3 Guillermo Prieto 45, Jamaica, Venustiano Carranza, 15800 Ciudad de México, CDMX
The paradise of flowers may very well be the Mercado de Jamaica (“Jamaica Market”) where the abundance of flowers and colors is simply overwhelming, it is the main flower market in the city and is visited by many tourists who wish to get a glimpse of a typical bustling Mexican market with the special addition of beautiful fragrant flowers filling the air with their natural fragrance. Each of the major markets in Mexico City that were inaugurated in 1957 tends to have a specialty, such as the Mercado La Viga which is known for its seafood, the Mercado Sonora which is known for its herbal remedies and its natural products used in occultism, the Mercado de San Juán and its exotic cuts of meat; and as part of that, the Mercado Jamaica was to be known as the market specializing in flowers and plants.
The Mercado Jamaica sells about 5,000 types of these flowers and plants that arrive from other states such as Puebla, Veracruz, Chiapas, Oaxaca, Estado de Mexico, and Michoacán. Florists and other retailers come here for wholesale prices, but you can make your purchase of one bouquet of flowers if you wish, and also many of their flowers and plants are exported to other countries such as the United States. The market’s specialized selection is certainly an allure that keeps clients coming back, it also has available plants that are indigenous to Mexico and can’t be found in any other place in the world.
The total number of vendors at the market is around 1,150 with 40% of those selling flowers, 25.5% selling flower arrangements, and about 4.3% selling pots and other gardening accessories; and as is customary with every major market in the city, regardless of their specialization, you’ll find fresh produce, meats, and dairy. The market has its own Metro station “Jamaica” which is located 1 block from the market.
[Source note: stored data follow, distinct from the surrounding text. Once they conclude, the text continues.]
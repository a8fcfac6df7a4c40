//! Indented text dumps for the syntax trees.

pub trait TreeNode: Sized {
    fn label(&self) -> String;
    fn children(&self) -> Vec<Self>;
}

/// Render `root` and its descendants, one node per line:
///
/// ```text
/// Program
/// ├───Function main [1:5]
/// │   └───Compound [1:16]
/// └───...
/// ```
pub fn render<N: TreeNode>(root: &N) -> String {
    let mut out = root.label();
    out.push('\n');

    // (node, prefix, last child of its parent), popped in document order
    let mut pending = Vec::new();
    push_children(root, "", &mut pending);
    while let Some((node, prefix, last)) = pending.pop() {
        out.push_str(&prefix);
        out.push_str(if last { "└───" } else { "├───" });
        out.push_str(&node.label());
        out.push('\n');

        let nested = format!("{prefix}{}", if last { "    " } else { "│   " });
        push_children(&node, &nested, &mut pending);
    }
    out
}

fn push_children<N: TreeNode>(node: &N, prefix: &str, pending: &mut Vec<(N, String, bool)>) {
    let children = node.children();
    let count = children.len();
    for (idx, child) in children.into_iter().enumerate().rev() {
        pending.push((child, prefix.to_owned(), idx + 1 == count));
    }
}
use super::*;
use crate::tree_dump::TreeNode;

/// Borrowed view of any AST node, for generic walks and dumps.
#[derive(Debug, Clone, Copy)]
pub enum AstNode<'a> {
    Program(&'a Program),
    Variable(&'a VariableDeclaration),
    Function(&'a FunctionDeclaration),
    Compound(&'a CompoundStatement),
    If(&'a IfStatement),
    While(&'a WhileStatement),
    Return(&'a ReturnStatement),
    Expr(&'a Expr),
}

impl<'a> AstNode<'a> {
    pub fn id(&self) -> NodeId {
        match self {
            AstNode::Program(node) => node.id,
            AstNode::Variable(node) => node.id,
            AstNode::Function(node) => node.id,
            AstNode::Compound(node) => node.id,
            AstNode::If(node) => node.id,
            AstNode::While(node) => node.id,
            AstNode::Return(node) => node.id,
            AstNode::Expr(node) => node.id(),
        }
    }

    pub fn children(&self) -> Vec<AstNode<'a>> {
        match *self {
            AstNode::Program(node) => node.declarations.iter().map(declaration).collect(),
            AstNode::Variable(_) => Vec::new(),
            AstNode::Function(node) => vec![AstNode::Compound(&node.body)],
            AstNode::Compound(node) => node
                .declarations
                .iter()
                .map(AstNode::Variable)
                .chain(node.statements.iter().map(statement))
                .collect(),
            AstNode::If(node) => {
                let mut out = vec![AstNode::Expr(&node.condition), AstNode::Compound(&node.then_body)];
                out.extend(node.else_body.as_ref().map(AstNode::Compound));
                out
            }
            AstNode::While(node) => vec![AstNode::Expr(&node.condition), AstNode::Compound(&node.body)],
            AstNode::Return(node) => node.expression.iter().map(AstNode::Expr).collect(),
            AstNode::Expr(expr) => match expr {
                Expr::Binary(op) => {
                    let mut out = vec![AstNode::Expr(op.left.as_ref())];
                    out.extend(op.right.as_deref().map(AstNode::Expr));
                    out
                }
                Expr::ArraySubscript(sub) => vec![AstNode::Expr(sub.offset.as_ref())],
                Expr::Call(call) => call.arguments.iter().map(AstNode::Expr).collect(),
                Expr::Literal(_) | Expr::Integer(_) => Vec::new(),
            },
        }
    }
}

fn declaration(decl: &Declaration) -> AstNode<'_> {
    match decl {
        Declaration::Variable(var) => AstNode::Variable(var),
        Declaration::Function(func) => AstNode::Function(func),
    }
}

fn statement(stmt: &Statement) -> AstNode<'_> {
    match stmt {
        Statement::Expression(expr) => AstNode::Expr(expr),
        Statement::Compound(node) => AstNode::Compound(node),
        Statement::If(node) => AstNode::If(node),
        Statement::While(node) => AstNode::While(node),
        Statement::Return(node) => AstNode::Return(node),
    }
}

impl<'a> TreeNode for AstNode<'a> {
    fn label(&self) -> String {
        match self {
            AstNode::Program(_) => "Program".to_string(),
            AstNode::Variable(var) => match var.array_length {
                Some(len) => format!("VariableDeclaration {}: int[{len}] {}", var.name, var.position),
                None => format!("VariableDeclaration {}: {} {}", var.name, var.ty, var.position),
            },
            AstNode::Function(func) => {
                let params: Vec<String> = func.parameters.iter().map(|p| format!("{} {}", p.ty, p.name)).collect();
                format!(
                    "FunctionDeclaration {} {}({}) {}",
                    func.return_type(),
                    func.name,
                    params.join(", "),
                    func.position
                )
            }
            AstNode::Compound(node) => format!("CompoundStatement {}", node.position),
            AstNode::If(node) => format!("If {}", node.position),
            AstNode::While(node) => format!("While {}", node.position),
            AstNode::Return(node) => format!("Return {}", node.position),
            AstNode::Expr(expr) => match expr {
                Expr::Binary(op) => format!("BinaryOperator {} {}", op.kind, op.position),
                Expr::Literal(lit) => format!("Literal {} {}", lit.name, lit.position),
                Expr::ArraySubscript(sub) => format!("ArraySubscript {} {}", sub.name, sub.position),
                Expr::Integer(int) => format!("IntegerLiteral {} {}", int.value, int.position),
                Expr::Call(call) => format!("CallFunction {} {}", call.name, call.position),
            },
        }
    }

    fn children(&self) -> Vec<Self> {
        AstNode::children(self)
    }
}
The area that now occupies the Mercado de Jamaica was the eastern shore of the island that was occupied by Tenochtitlán (and its northern neighbor Tlatelolco), facing the Lake of Texcoco. Trade and commerce have been going on in this area since at least 1500, back when the zone was located in a chinampa, the man-made islands that allowed gardening in the lake, and this market site was visited by hundreds of canoes and barges carrying their product to the larger market in the center of the Aztec city. By the XIX century, these chinampas were just reduced to dry land and the canals stopped flowing, nevertheless, the area remained a commercial hub of the city, culminating in the opening of the Mercado de Jamaica in 1957 that we know today.